**Goal of the exercise:**
Return, exactly as written, all lines from the line containing "rows.iter()" to the end of the entries below, with both ends included.

(Stored items)
Start of Block

//! Distinct values for populating filter controls.

use std::collections::BTreeSet;

use crate::types::Row;

/// Sorted distinct non-empty values per filterable column.
#[derive(Debug, Clone, Default, PartialEq, Eq)]
pub struct FilterOptions {
    pub phenotypes: Vec<String>,
    pub tissues: Vec<String>,
    pub types: Vec<String>,
    pub methods: Vec<String>,
}

impl FilterOptions {
    /// Collect options from every row.
    pub fn from_rows(rows: &[Row]) -> Self {
        Self {
            phenotypes: distinct(rows, |r| &r.phenotype),
            tissues: distinct(rows, |r| &r.tissue),
            types: distinct(rows, |r| &r.r#type),
            methods: distinct(rows, |r| &r.method),
        }
    }
}

fn distinct<F>(rows: &[Row], field: F) -> Vec<String>
where
    F: Fn(&Row) -> &String,
{
    rows.iter()
        .map(field)
        .filter(|v| !v.is_empty())
        .collect::<BTreeSet<_>>()
        .into_iter()
        .cloned()
        .collect()
}

#[cfg(test)]
mod tests {
    use super::FilterOptions;
    use crate::types::Row;

    fn row(phenotype: &str, tissue: &str) -> Row {
        Row {
            phenotype: phenotype.to_string(),
            tissue: tissue.to_string(),
            r#type: "Survival".to_string(),
            method: String::new(),
            n: None,
            cpg: String::new(),
            location: String::new(),
            gene: String::new(),
            beta: f64::NAN,
            p: f64::NAN,
            source: "A.csv".to_string(),
        }
    }

    #[test]
    fn options_are_sorted_distinct_and_non_empty() {
        let rows = vec![row("BMI", "Blood"), row("AD", ""), row("BMI", "Brain")];
        let opts = FilterOptions::from_rows(&rows);
        assert_eq!(opts.phenotypes, vec!["AD", "BMI"]);
        assert_eq!(opts.tissues, vec!["Blood", "Brain"]);
        assert_eq!(opts.types, vec!["Survival"]);
        assert!(opts.methods.is_empty());
    }
}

End of Block

**Finished task:**
    rows.iter()
        .map(field)
        .filter(|v| !v.is_empty())
        .collect::<BTreeSet<_>>()
        .into_iter()
        .cloned()
        .collect()
}

#[cfg(test)]
mod tests {
    use super::FilterOptions;
    use crate::types::Row;

    fn row(phenotype: &str, tissue: &str) -> Row {
        Row {
            phenotype: phenotype.to_string(),
            tissue: tissue.to_string(),
            r#type: "Survival".to_string(),
            method: String::new(),
            n: None,
            cpg: String::new(),
            location: String::new(),
            gene: String::new(),
            beta: f64::NAN,
            p: f64::NAN,
            source: "A.csv".to_string(),
        }
    }

    #[test]
    fn options_are_sorted_distinct_and_non_empty() {
        let rows = vec![row("BMI", "Blood"), row("AD", ""), row("BMI", "Brain")];
        let opts = FilterOptions::from_rows(&rows);
        assert_eq!(opts.phenotypes, vec!["AD", "BMI"]);
        assert_eq!(opts.tissues, vec!["Blood", "Brain"]);
        assert_eq!(opts.types, vec!["Survival"]);
        assert!(opts.methods.is_empty());
    }
}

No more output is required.